This book is an extensive revision of my doctoral dissertation, submitted to the University of Essex in 1999. While the arguments presented herein are identical to those of the dissertation-namely, arguments which lend themselves to more traditional theories concerning the nature of language development-many of the findings could be recast to contribute to the series of debates now being waged regarding the 'Dual Mechanism Model' (see Clahsen 1999, Pinker 1999 for a review). For instance, attested disparities and development/chronological onsets between the morphological processing of (rote-learned) irregular versus (rule-based) regular verbs (evidenced in so-called 'u-shaped learning') may likewise spill over and reflect the protracted development of more formal computational processes related to the emergence of functional categories (particularly the development of IP). Generally speaking, I believe the findings presented in this book add considerable support to the idea that children may indeed begin their very early stages of syntactic development much in the same way as they begin their phonological development-that is, initially, by primitive and robust means of establishing some type of first order associations linking 'form' to 'meaning', whether it be regarding, for example (i) the treatment of syllabic whole chunks that the child processes in early word production/recognition (postponing a phonetic based segmental process to a second stage of development), or, as this study shows, (ii) the treatment of non-syntactic processing where formulaic chunks and or lexical redundancy rules are the order of the day (and likewise postponing a 'pure' rule-based syntactic process to a second stage of development).

      This study argues in favor of an initial Pre-Functional stage in the acquisition of English syntax that arises as a result of the protracted 'maturational-scheduling' of the functional category IP. This initial stage comes to be described as a Non-INFLectional Stage-1 during which subject-agreement and possessor-agreement go unmarked (inter alia). Following Radford and Galasso (1998), the data presented in this book point to an interesting and previously unreported symmetry between the general development of inflective properties: namely, 'Subject+Verb' constructions on the one hand and 'Possessive+Noun' constructions on the other. Both constructions show symmetric-chronological developments of inflectional markings for 3Present/Sg/ {+s} and Possessive {'s} (respectively). Such data could be interpreted as buttressing further support for a 'Dual Mechanism Model' regarding the development of a formal 'rule-based' grammar.

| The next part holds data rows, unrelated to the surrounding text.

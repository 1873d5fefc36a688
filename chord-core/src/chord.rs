//! # Chord Matching Module
//!
//! Scores the detected pitch-class set against every chord template
//! (12 roots x 10 qualities) and keeps the best candidate, preferring the
//! simpler chord when scores tie.
//!
//! ## Scoring
//! - completeness: share of the template's notes that were detected
//! - purity: share of the detected notes that belong to the template
//! - confidence: geometric mean of the two, in [0, 1]

use std::fmt;

use once_cell::sync::Lazy;
use serde::{Deserialize, Serialize};
use tracing::trace;

use crate::{pitch::Pitch, tuning};

/// Results below this confidence are reported as "no chord".
pub const MIN_CONFIDENCE: f32 = 0.5;

/// Candidates scoring more than this below the current best are rejected
/// outright. A candidate inside the margin still has to beat the best, or tie
/// it with fewer notes, to replace it.
pub const SIMPLICITY_MARGIN: f32 = 0.05;

/// Chord qualities in the order candidates are evaluated.
#[derive(Debug, Clone, Copy, PartialEq, Eq, Hash, Serialize, Deserialize)]
#[serde(rename_all = "lowercase")]
pub enum ChordQuality {
    Major,
    Minor,
    Diminished,
    Augmented,
    Dominant7,
    Major7,
    Minor7,
    Suspended2,
    Suspended4,
    Power,
}

/// Semitone offsets from the root, indexed by `ChordQuality as usize`.
const QUALITY_INTERVALS: [&[u8]; 10] = [
    &[0, 4, 7],
    &[0, 3, 7],
    &[0, 3, 6],
    &[0, 4, 8],
    &[0, 4, 7, 10],
    &[0, 4, 7, 11],
    &[0, 3, 7, 10],
    &[0, 2, 7],
    &[0, 5, 7],
    &[0, 7],
];

/// Display suffixes, indexed like [`QUALITY_INTERVALS`].
const QUALITY_SYMBOLS: [&str; 10] = [
    "", "m", "dim", "aug", "7", "maj7", "m7", "sus2", "sus4", "5",
];

/// Pitch-class bitmask of every (root, quality) template, bit `n` = class `n`.
static TEMPLATES: Lazy<[[u16; 10]; 12]> = Lazy::new(|| {
    let mut templates = [[0u16; 10]; 12];
    for (root, row) in templates.iter_mut().enumerate() {
        for quality in ChordQuality::ALL {
            row[quality.index()] = quality
                .intervals()
                .iter()
                .fold(0u16, |mask, &offset| mask | 1 << ((root + offset as usize) % 12));
        }
    }
    templates
});

impl ChordQuality {
    pub const ALL: [ChordQuality; 10] = [
        ChordQuality::Major,
        ChordQuality::Minor,
        ChordQuality::Diminished,
        ChordQuality::Augmented,
        ChordQuality::Dominant7,
        ChordQuality::Major7,
        ChordQuality::Minor7,
        ChordQuality::Suspended2,
        ChordQuality::Suspended4,
        ChordQuality::Power,
    ];

    fn index(self) -> usize {
        self as usize
    }

    /// Ascending semitone offsets from the root, always starting at 0.
    pub fn intervals(self) -> &'static [u8] {
        QUALITY_INTERVALS[self.index()]
    }

    /// Suffix used in chord names, e.g. `"maj7"`.
    pub fn symbol(self) -> &'static str {
        QUALITY_SYMBOLS[self.index()]
    }
}

/// A recognized chord.
#[derive(Debug, Clone, Copy, PartialEq, Eq, Serialize, Deserialize)]
pub struct Chord {
    /// Root pitch class (0-11).
    pub root: u8,
    pub quality: ChordQuality,
    /// Pitch class of the lowest sounding note, if known.
    pub bass: Option<u8>,
}

impl Chord {
    /// Chord name such as `"Am"` or `"Cmaj7/E"`.
    pub fn name(&self) -> String {
        self.to_string()
    }

    /// Pitch classes the chord is made of.
    pub fn pitch_classes(&self) -> Vec<u8> {
        self.quality
            .intervals()
            .iter()
            .map(|&offset| (self.root + offset) % 12)
            .collect()
    }
}

impl fmt::Display for Chord {
    fn fmt(&self, f: &mut fmt::Formatter<'_>) -> fmt::Result {
        write!(
            f,
            "{}{}",
            tuning::pitch_class_name(self.root),
            self.quality.symbol()
        )?;
        match self.bass {
            Some(bass) if bass % 12 != self.root % 12 => {
                write!(f, "/{}", tuning::pitch_class_name(bass))
            }
            _ => Ok(()),
        }
    }
}

/// Outcome of one recognition pass.
#[derive(Debug, Clone, Copy, PartialEq)]
pub struct ChordRecognitionResult {
    pub chord: Option<Chord>,
    /// Confidence in [0, 1]; 0 when no chord was found.
    pub confidence: f32,
}

impl ChordRecognitionResult {
    pub fn none() -> Self {
        Self {
            chord: None,
            confidence: 0.0,
        }
    }
}

impl Default for ChordRecognitionResult {
    fn default() -> Self {
        Self::none()
    }
}

/// Classifies a pitch list as a chord.
///
/// # Arguments
/// * `pitches` - Detected pitches in any order; the lowest note sets the bass
///
/// # Returns
/// The best chord and its confidence, or [`ChordRecognitionResult::none`]
/// for fewer than two pitches, no template sharing two pitch classes with
/// the input, or a confidence below [`MIN_CONFIDENCE`].
pub fn recognize(pitches: &[Pitch]) -> ChordRecognitionResult {
    if pitches.len() < 2 {
        return ChordRecognitionResult::none();
    }

    let detected = pitches
        .iter()
        .fold(0u16, |mask, p| mask | 1 << p.pitch_class());
    let bass = pitches
        .iter()
        .min_by_key(|p| p.note_number)
        .map(|p| p.pitch_class());

    match best_match(detected) {
        Some((root, quality, confidence)) if confidence >= MIN_CONFIDENCE => {
            ChordRecognitionResult {
                chord: Some(Chord {
                    root,
                    quality,
                    bass,
                }),
                confidence,
            }
        }
        _ => ChordRecognitionResult::none(),
    }
}

/// Scores a pitch-class mask against all templates.
///
/// Candidates are visited root-major, quality-minor in declared order. A
/// candidate is discarded if it scores more than [`SIMPLICITY_MARGIN`] below
/// the current best, or below it without being simpler. It replaces the best
/// if it scores higher, or equally with fewer notes.
pub fn best_match(detected: u16) -> Option<(u8, ChordQuality, f32)> {
    let detected = detected & 0x0fff;
    let detected_count = detected.count_ones();
    if detected_count == 0 {
        return None;
    }

    let mut best: Option<(u8, ChordQuality)> = None;
    let mut best_confidence = 0.0_f32;
    let mut best_size = u32::MAX;

    for (root, row) in TEMPLATES.iter().enumerate() {
        for quality in ChordQuality::ALL {
            let required = row[quality.index()];
            let chord_size = required.count_ones();
            let matched = (detected & required).count_ones();
            if matched < 2 {
                continue;
            }

            let completeness = matched as f32 / chord_size as f32;
            let purity = matched as f32 / detected_count as f32;
            let confidence = (completeness * purity).sqrt();

            if confidence < best_confidence - SIMPLICITY_MARGIN
                || (confidence < best_confidence && chord_size >= best_size)
            {
                continue;
            }

            if confidence > best_confidence
                || (confidence == best_confidence && chord_size < best_size)
            {
                trace!(
                    "chord candidate {}{} confidence={:.3} size={}",
                    tuning::pitch_class_name(root as u8),
                    quality.symbol(),
                    confidence,
                    chord_size
                );
                best = Some((root as u8, quality));
                best_confidence = confidence;
                best_size = chord_size;
            }
        }
    }

    best.map(|(root, quality)| (root, quality, best_confidence))
}
//! # Chord Detector
//!
//! The synchronous entry points used by the capture/worker layer: one
//! detector per audio stream, called from one thread at a time.

use tracing::{debug, trace};

use crate::{
    BlockReport,
    chord::{self, ChordRecognitionResult},
    error::Result,
    fft::SpectralAnalyzer,
    peaks::{self, Peak},
    pitch::{self, Pitch},
    settings::Settings,
    tuning::{FrequencyWindow, Instrument},
};

/// Runs spectrum, peak, pitch and chord stages over sample blocks.
#[derive(Debug)]
pub struct ChordDetector {
    analyzer: SpectralAnalyzer,
    window: FrequencyWindow,
    /// Peak list reused across blocks
    peaks: Vec<Peak>,
}

impl ChordDetector {
    /// Builds a detector with the given transform length and search band.
    pub fn new(transform_size: usize, window: FrequencyWindow) -> Result<Self> {
        let analyzer = SpectralAnalyzer::new(transform_size)?;
        debug!(
            "ChordDetector created: transform_size={}, window={:.1}-{:.1} Hz",
            transform_size,
            window.min(),
            window.max()
        );
        Ok(Self {
            peaks: Vec::with_capacity(analyzer.bin_count() / 2),
            analyzer,
            window,
        })
    }

    pub fn for_instrument(instrument: Instrument, transform_size: usize) -> Result<Self> {
        Self::new(transform_size, instrument.frequency_window())
    }

    pub fn from_settings(settings: &Settings) -> Result<Self> {
        settings.validate()?;
        Self::new(settings.transform_size, settings.frequency_window())
    }

    pub fn transform_size(&self) -> usize {
        self.analyzer.transform_size()
    }

    pub fn frequency_window(&self) -> FrequencyWindow {
        self.window
    }

    /// Replaces the active search band for subsequent blocks.
    ///
    /// An invalid band is rejected and the previous one stays active.
    pub fn set_frequency_window(&mut self, min: f32, max: f32) -> Result<()> {
        self.window = FrequencyWindow::new(min, max)?;
        debug!("Frequency window set to {:.1}-{:.1} Hz", min, max);
        Ok(())
    }

    /// Detects the pitches in the first `transform_size` samples.
    ///
    /// # Arguments
    /// * `samples` - Mono input block
    /// * `sample_rate` - Sample rate in Hz
    ///
    /// # Returns
    /// Pitches inside the frequency window, loudest first. Empty for short
    /// blocks or when nothing qualifies.
    pub fn detect_pitches(&mut self, samples: &[f32], sample_rate: u32) -> Vec<Pitch> {
        let Some(spectrum) = self.analyzer.analyze(samples, sample_rate) else {
            trace!(
                "Block of {} samples skipped (transform_size={})",
                samples.len(),
                self.analyzer.transform_size()
            );
            return Vec::new();
        };

        peaks::find_peaks_into(
            spectrum.magnitudes,
            spectrum.frequencies,
            &self.window,
            &mut self.peaks,
        );
        let pitches = pitch::collect_pitches(&self.peaks, &self.window);
        trace!("{} peaks -> {} pitches", self.peaks.len(), pitches.len());
        pitches
    }

    /// Classifies a pitch list as a chord.
    pub fn recognize_chord(&self, pitches: &[Pitch]) -> ChordRecognitionResult {
        chord::recognize(pitches)
    }

    /// Runs the whole pipeline on one block.
    pub fn analyze_block(&mut self, samples: &[f32], sample_rate: u32) -> BlockReport {
        let pitches = self.detect_pitches(samples, sample_rate);
        let recognition = self.recognize_chord(&pitches);
        BlockReport {
            pitches,
            recognition,
        }
    }
}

      Following the initial stages throughout several files, a qualitative shift in grammatical competence emerges marking what I shall term an Optional INFL Stage-2.

      (VP) In §§3 and 4 I present an account of early word order and negation. In an attempt to derive Kayne's universal Spec-Head-Comp ordering from his LCA, I argue for a primitive principle of X-bar theory that stipulates that heads must be base-generated within a medial position. From this, I am able to 'weaken' Kayne's LCA to include not only SVO, but likewise mirror OVS word orders to accommodate the acquisition data.

      (IP) In §5 I present empirical evidence showing a clear Non-INFLectional Stage-1. The protracted emergence of INFL-related material is argued to give not only credence to a maturational-based model of language acquisition (cf., Radford 1990), but also to hold a number of implications for determining a viable Checking Theory account of the code-switching data (§7).

      (CP) In §6 I present two distinct accounts of initial CompVS Wh-Questions found at Stage-1: (i) a base-generated VP account (=OVS) and (ii) a CP>VP account.